Da ich mich nun seit vielen, langen Jahren auch auf den Fluren der Bußgeldgerichte herumgetrieben habe, wollte ich dem Kollegen ein wenig weiterhelfen:

Die Verkehrsrichter sind manchmal ungewollt etwas ruppig; wenn ich als Richter so einen Mist permanent bearbeiten müßte, wäre ich es wohl auch.
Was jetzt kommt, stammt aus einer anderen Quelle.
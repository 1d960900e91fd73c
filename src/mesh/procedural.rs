//! Basic procedural mesh generation routines.
//!
//! Box meshes tag their boundary faces `0` to `5` for the faces at `x = 0`, `x = max`,
//! `y = 0`, `y = max`, `z = 0` and `z = max`, see [`box_boundary_id`].
use crate::connectivity::{Hex8Connectivity, Tet4Connectivity};
use crate::element::{Hex8Element, VolumeFiniteElement};
use crate::mesh::{BoundaryId, HexMesh, Mesh, Tet4Mesh};
use cardiax_solid::fiber::ProlateSpheroid;
use nalgebra::{Matrix3, Point3, Vector3};
use std::f64::consts::{FRAC_PI_2, PI};

pub const BOX_X_MIN: BoundaryId = 0;
pub const BOX_X_MAX: BoundaryId = 1;
pub const BOX_Y_MIN: BoundaryId = 2;
pub const BOX_Y_MAX: BoundaryId = 3;
pub const BOX_Z_MIN: BoundaryId = 4;
pub const BOX_Z_MAX: BoundaryId = 5;

pub const LV_ENDOCARDIUM: BoundaryId = 0;
pub const LV_EPICARDIUM: BoundaryId = 1;
pub const LV_BASE: BoundaryId = 2;
pub const LV_APEX: BoundaryId = 3;

/// Boundary id of a face of the axis-aligned box $[0, L_x] \times [0, L_y] \times [0, L_z]$,
/// given the face centroid.
pub fn box_boundary_id(extents: Vector3<f64>) -> impl Fn(&Point3<f64>) -> BoundaryId {
    move |centroid| {
        let tol = 1e-10 * extents.amax();
        if centroid.x.abs() <= tol {
            BOX_X_MIN
        } else if (centroid.x - extents.x).abs() <= tol {
            BOX_X_MAX
        } else if centroid.y.abs() <= tol {
            BOX_Y_MIN
        } else if (centroid.y - extents.y).abs() <= tol {
            BOX_Y_MAX
        } else if centroid.z.abs() <= tol {
            BOX_Z_MIN
        } else {
            BOX_Z_MAX
        }
    }
}

pub fn create_unit_box_uniform_hex_mesh(cells_per_dim: usize) -> HexMesh {
    create_rectangular_uniform_hex_mesh(1.0, 1, 1, 1, cells_per_dim)
}

pub fn create_unit_box_uniform_tet_mesh(cells_per_dim: usize) -> Tet4Mesh {
    create_rectangular_uniform_tet_mesh(1.0, 1, 1, 1, cells_per_dim)
}

/// Vertices of a uniform grid, together with a map from grid coordinates to vertex index.
struct UniformGrid {
    vertices: Vec<Point3<f64>>,
    num_cells: [usize; 3],
}

impl UniformGrid {
    fn new(unit_length: f64, units: [usize; 3], cells_per_unit: usize) -> Self {
        let cell_size = unit_length / cells_per_unit as f64;
        let num_cells = units.map(|u| u * cells_per_unit);

        let mut vertices = Vec::new();
        for k in 0..=num_cells[2] {
            for j in 0..=num_cells[1] {
                for i in 0..=num_cells[0] {
                    vertices.push(Point3::new(i as f64, j as f64, k as f64) * cell_size);
                }
            }
        }
        Self { vertices, num_cells }
    }

    fn index(&self, i: usize, j: usize, k: usize) -> usize {
        let nx = self.num_cells[0] + 1;
        let ny = self.num_cells[1] + 1;
        (nx * ny) * k + nx * j + i
    }

    /// Vertex indices of the hexahedral cell with the given grid coordinates.
    fn hex(&self, i: usize, j: usize, k: usize) -> [usize; 8] {
        [
            self.index(i, j, k),
            self.index(i + 1, j, k),
            self.index(i + 1, j + 1, k),
            self.index(i, j + 1, k),
            self.index(i, j, k + 1),
            self.index(i + 1, j, k + 1),
            self.index(i + 1, j + 1, k + 1),
            self.index(i, j + 1, k + 1),
        ]
    }

    fn cells(&self) -> impl Iterator<Item = (usize, usize, usize)> + '_ {
        let [nx, ny, nz] = self.num_cells;
        (0..nz).flat_map(move |k| (0..ny).flat_map(move |j| (0..nx).map(move |i| (i, j, k))))
    }

    fn extents(&self) -> Vector3<f64> {
        self.vertices.last().map(|v| v.coords).unwrap_or_else(Vector3::zeros)
    }
}

pub fn create_rectangular_uniform_hex_mesh(
    unit_length: f64,
    units_x: usize,
    units_y: usize,
    units_z: usize,
    cells_per_unit: usize,
) -> HexMesh {
    if cells_per_unit == 0 || units_x == 0 || units_y == 0 || units_z == 0 {
        return Mesh::from_vertices_and_connectivity(Vec::new(), Vec::new());
    }

    let grid = UniformGrid::new(unit_length, [units_x, units_y, units_z], cells_per_unit);
    let cells = grid
        .cells()
        .map(|(i, j, k)| Hex8Connectivity(grid.hex(i, j, k)))
        .collect();
    let extents = grid.extents();
    Mesh::from_vertices_and_connectivity(grid.vertices, cells).with_boundary_ids(box_boundary_id(extents))
}

/// Tetrahedral box mesh obtained by splitting every cell of the corresponding hex mesh into
/// six tetrahedra sharing the cell diagonal from its first to its seventh vertex.
///
/// All cells use the same split, so the resulting mesh is conforming.
pub fn create_rectangular_uniform_tet_mesh(
    unit_length: f64,
    units_x: usize,
    units_y: usize,
    units_z: usize,
    cells_per_unit: usize,
) -> Tet4Mesh {
    if cells_per_unit == 0 || units_x == 0 || units_y == 0 || units_z == 0 {
        return Mesh::from_vertices_and_connectivity(Vec::new(), Vec::new());
    }

    // Monotone paths from local vertex 0 to local vertex 6 through the hex
    const PATHS: [[usize; 4]; 6] = [
        [0, 1, 2, 6],
        [0, 1, 5, 6],
        [0, 3, 2, 6],
        [0, 3, 7, 6],
        [0, 4, 5, 6],
        [0, 4, 7, 6],
    ];

    let grid = UniformGrid::new(unit_length, [units_x, units_y, units_z], cells_per_unit);
    let mut cells = Vec::new();
    for (i, j, k) in grid.cells() {
        let hex = grid.hex(i, j, k);
        for path in PATHS {
            let tet = path.map(|local| hex[local]);
            cells.push(orient_tet_positively(tet, &grid.vertices));
        }
    }
    let extents = grid.extents();
    Mesh::from_vertices_and_connectivity(grid.vertices, cells).with_boundary_ids(box_boundary_id(extents))
}

fn orient_tet_positively(mut tet: [usize; 4], vertices: &[Point3<f64>]) -> Tet4Connectivity {
    let x0 = vertices[tet[0]];
    let edges = Matrix3::from_columns(&[
        vertices[tet[1]] - x0,
        vertices[tet[2]] - x0,
        vertices[tet[3]] - x0,
    ]);
    if edges.determinant() < 0.0 {
        tet.swap(1, 2);
    }
    Tet4Connectivity(tet)
}

fn orient_hex_positively(hex: [usize; 8], vertices: &[Point3<f64>]) -> Hex8Connectivity {
    let element = Hex8Element::from_vertices(hex.map(|v| vertices[v]));
    if element.reference_jacobian(&Point3::origin()).determinant() < 0.0 {
        // Swapping the two layers mirrors the cell in its reference z-direction
        Hex8Connectivity([hex[4], hex[5], hex[6], hex[7], hex[0], hex[1], hex[2], hex[3]])
    } else {
        Hex8Connectivity(hex)
    }
}

/// Resolution of the idealized left ventricle mesh.
#[derive(Debug, Copy, Clone, PartialEq)]
pub struct LvMeshParameters {
    /// Number of cells around the long axis.
    pub circumferential: usize,
    /// Number of cells from the base towards the apex.
    pub longitudinal: usize,
    /// Number of cells through the wall.
    pub transmural: usize,
    /// Angle (in radians) of the opening left around the apex, measured from the long axis.
    pub apex_opening: f64,
}

impl Default for LvMeshParameters {
    fn default() -> Self {
        Self {
            circumferential: 16,
            longitudinal: 8,
            transmural: 2,
            apex_opening: 0.2,
        }
    }
}

/// Hexahedral mesh of a truncated prolate spheroidal shell.
///
/// The shell spans the spheroids of `spheroid` between the endocardium (`t = 0`) and the
/// epicardium (`t = 1`), from the base at `z = 0` down to a small opening around the apex.
/// Boundary faces are tagged [`LV_ENDOCARDIUM`], [`LV_EPICARDIUM`], [`LV_BASE`] and [`LV_APEX`].
pub fn create_idealized_lv_hex_mesh(spheroid: &ProlateSpheroid, params: &LvMeshParameters) -> HexMesh {
    let LvMeshParameters {
        circumferential: nv,
        longitudinal: nu,
        transmural: nt,
        apex_opening,
    } = *params;
    if nv < 3 || nu == 0 || nt == 0 {
        return Mesh::from_vertices_and_connectivity(Vec::new(), Vec::new());
    }

    let u_base = FRAC_PI_2;
    let u_apex = PI - apex_opening;
    let index = |i: usize, j: usize, k: usize| ((nu + 1) * k + j) * nv + (i % nv);

    let mut vertices = Vec::with_capacity(nv * (nu + 1) * (nt + 1));
    for k in 0..=nt {
        let t = k as f64 / nt as f64;
        for j in 0..=nu {
            let u = u_base + (u_apex - u_base) * (j as f64 / nu as f64);
            for i in 0..nv {
                let v = 2.0 * PI * (i as f64 / nv as f64);
                vertices.push(Point3::from(spheroid.point(t, u, v)));
            }
        }
    }

    let mut cells = Vec::with_capacity(nv * nu * nt);
    for k in 0..nt {
        for j in 0..nu {
            for i in 0..nv {
                let hex = [
                    index(i, j, k),
                    index(i + 1, j, k),
                    index(i + 1, j + 1, k),
                    index(i, j + 1, k),
                    index(i, j, k + 1),
                    index(i + 1, j, k + 1),
                    index(i + 1, j + 1, k + 1),
                    index(i, j + 1, k + 1),
                ];
                cells.push(orient_hex_positively(hex, &vertices));
            }
        }
    }

    let layer = |vertex: usize| vertex / (nv * (nu + 1));
    let ring = |vertex: usize| (vertex / nv) % (nu + 1);
    let mut mesh = Mesh::from_vertices_and_connectivity(vertices, cells);
    mesh.assign_boundary_ids_by_face(|face_vertices, _| {
        if face_vertices.iter().all(|&v| layer(v) == 0) {
            LV_ENDOCARDIUM
        } else if face_vertices.iter().all(|&v| layer(v) == nt) {
            LV_EPICARDIUM
        } else if face_vertices.iter().all(|&v| ring(v) == 0) {
            LV_BASE
        } else {
            LV_APEX
        }
    });
    mesh
}
use super::mesh_geometry;
use cardiax::config::PoissonConfig;
use cardiax::error::SolverError;
use cardiax::mesh::procedural::{
    create_idealized_lv_hex_mesh, create_unit_box_uniform_hex_mesh, create_unit_box_uniform_tet_mesh,
    LvMeshParameters, BOX_X_MAX, BOX_X_MIN, LV_ENDOCARDIUM, LV_EPICARDIUM,
};
use cardiax::partition::{DofMap, MeshPartition};
use cardiax::poisson::solve_transmural_field;
use cardiax_solid::fiber::ProlateSpheroid;
use matrixcompare::assert_scalar_eq;

fn box_config(source: f64) -> PoissonConfig {
    let mut config = PoissonConfig {
        endocardium: vec![BOX_X_MIN],
        epicardium: vec![BOX_X_MAX],
        source,
        ..PoissonConfig::default()
    };
    config.linear_solver.relative_tolerance = 1e-12;
    config
}

#[test]
fn transmural_field_is_linear_without_source() {
    let mesh = create_unit_box_uniform_tet_mesh(3);
    let geometry = mesh_geometry(&mesh);
    let partition = MeshPartition::new(mesh.vertices().len(), mesh.connectivity(), 2);
    let field = solve_transmural_field(&mesh, &partition, &geometry, &box_config(0.0)).unwrap();

    assert_eq!(field.num_dofs(), mesh.vertices().len());
    for dof in 0..field.num_dofs() {
        let x = field.support_point(dof);
        assert_scalar_eq!(field.value(dof), x.x, comp = abs, tol = 1e-9);
    }
}

#[test]
fn constant_source_gives_exact_nodal_values() {
    // The solution only varies along x, where linear elements are exact at the nodes
    let source = 2.0;
    let mesh = create_unit_box_uniform_hex_mesh(4);
    let geometry = mesh_geometry(&mesh);
    let partition = MeshPartition::new(mesh.vertices().len(), mesh.connectivity(), 1);
    let field = solve_transmural_field(&mesh, &partition, &geometry, &box_config(source)).unwrap();

    for dof in 0..field.num_dofs() {
        let x = field.support_point(dof).x;
        let expected = x + 0.5 * source * x * (1.0 - x);
        assert_scalar_eq!(field.value(dof), expected, comp = abs, tol = 1e-9);
    }
}

#[test]
fn cell_values_follow_cell_vertices() {
    let mesh = create_unit_box_uniform_hex_mesh(2);
    let geometry = mesh_geometry(&mesh);
    let partition = MeshPartition::new(mesh.vertices().len(), mesh.connectivity(), 3);
    let field = solve_transmural_field(&mesh, &partition, &geometry, &box_config(0.0)).unwrap();

    let dof_map = DofMap::new(&partition, 1);
    for (cell_index, cell) in mesh.connectivity().iter().enumerate() {
        let values: Vec<_> = field.cell_values(cell_index).collect();
        assert_eq!(values.len(), 8);
        for (&vertex, (x, t)) in cell.0.iter().zip(values) {
            assert_eq!(x, mesh.vertices()[vertex]);
            assert_eq!(t, field.value(dof_map.dof(vertex, 0)));
        }
    }
}

#[test]
fn lv_transmural_field_spans_the_wall() {
    let params = LvMeshParameters {
        circumferential: 8,
        longitudinal: 4,
        transmural: 3,
        ..LvMeshParameters::default()
    };
    let mesh = create_idealized_lv_hex_mesh(&ProlateSpheroid::default(), &params);
    let geometry = mesh_geometry(&mesh);
    let partition = MeshPartition::new(mesh.vertices().len(), mesh.connectivity(), 2);
    let mut config = PoissonConfig::default();
    config.linear_solver.relative_tolerance = 1e-12;
    let field = solve_transmural_field(&mesh, &partition, &geometry, &config).unwrap();

    let dof_map = DofMap::new(&partition, 1);
    for v in mesh.vertices_with_boundary_id(LV_ENDOCARDIUM) {
        assert_eq!(field.value(dof_map.dof(v, 0)), 0.0);
    }
    for v in mesh.vertices_with_boundary_id(LV_EPICARDIUM) {
        assert_eq!(field.value(dof_map.dof(v, 0)), 1.0);
    }
    // Discrete maximum principle, up to the solver tolerance
    assert!(field
        .values()
        .iter()
        .all(|&t| (-1e-8..=1.0 + 1e-8).contains(&t)));
    assert!(field.values().iter().any(|&t| t > 0.1 && t < 0.9));
}

#[test]
fn missing_wall_boundaries_are_an_error() {
    let mesh = create_unit_box_uniform_hex_mesh(1);
    let geometry = mesh_geometry(&mesh);
    let partition = MeshPartition::new(mesh.vertices().len(), mesh.connectivity(), 1);
    let config = PoissonConfig {
        endocardium: vec![17],
        epicardium: vec![18],
        ..PoissonConfig::default()
    };
    let result = solve_transmural_field(&mesh, &partition, &geometry, &config);
    assert!(matches!(result, Err(SolverError::Mesh(_))));
}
Was Ihnen der Richter eigentlich mitteilen wollte … ich übersetze es mal:

Lieber Verteidiger, lieber Kollege,

ich weiß, daß es für uns beide eine ganze Menge schöne Beschäftigungen gibt, denen wir viel lieber nachgehen würden, als uns über dieses bedeutungslose Zeug zu streiten. Zum Beispiel ein Biergarten- oder Baggerseebesuch. Leider muß ich hier in diesem vorsintflutlichen Amtsgericht meine Brötchen verdienen und kann nicht mit Ihnen gemeinsam den sonnigen Nachmittag verbringen.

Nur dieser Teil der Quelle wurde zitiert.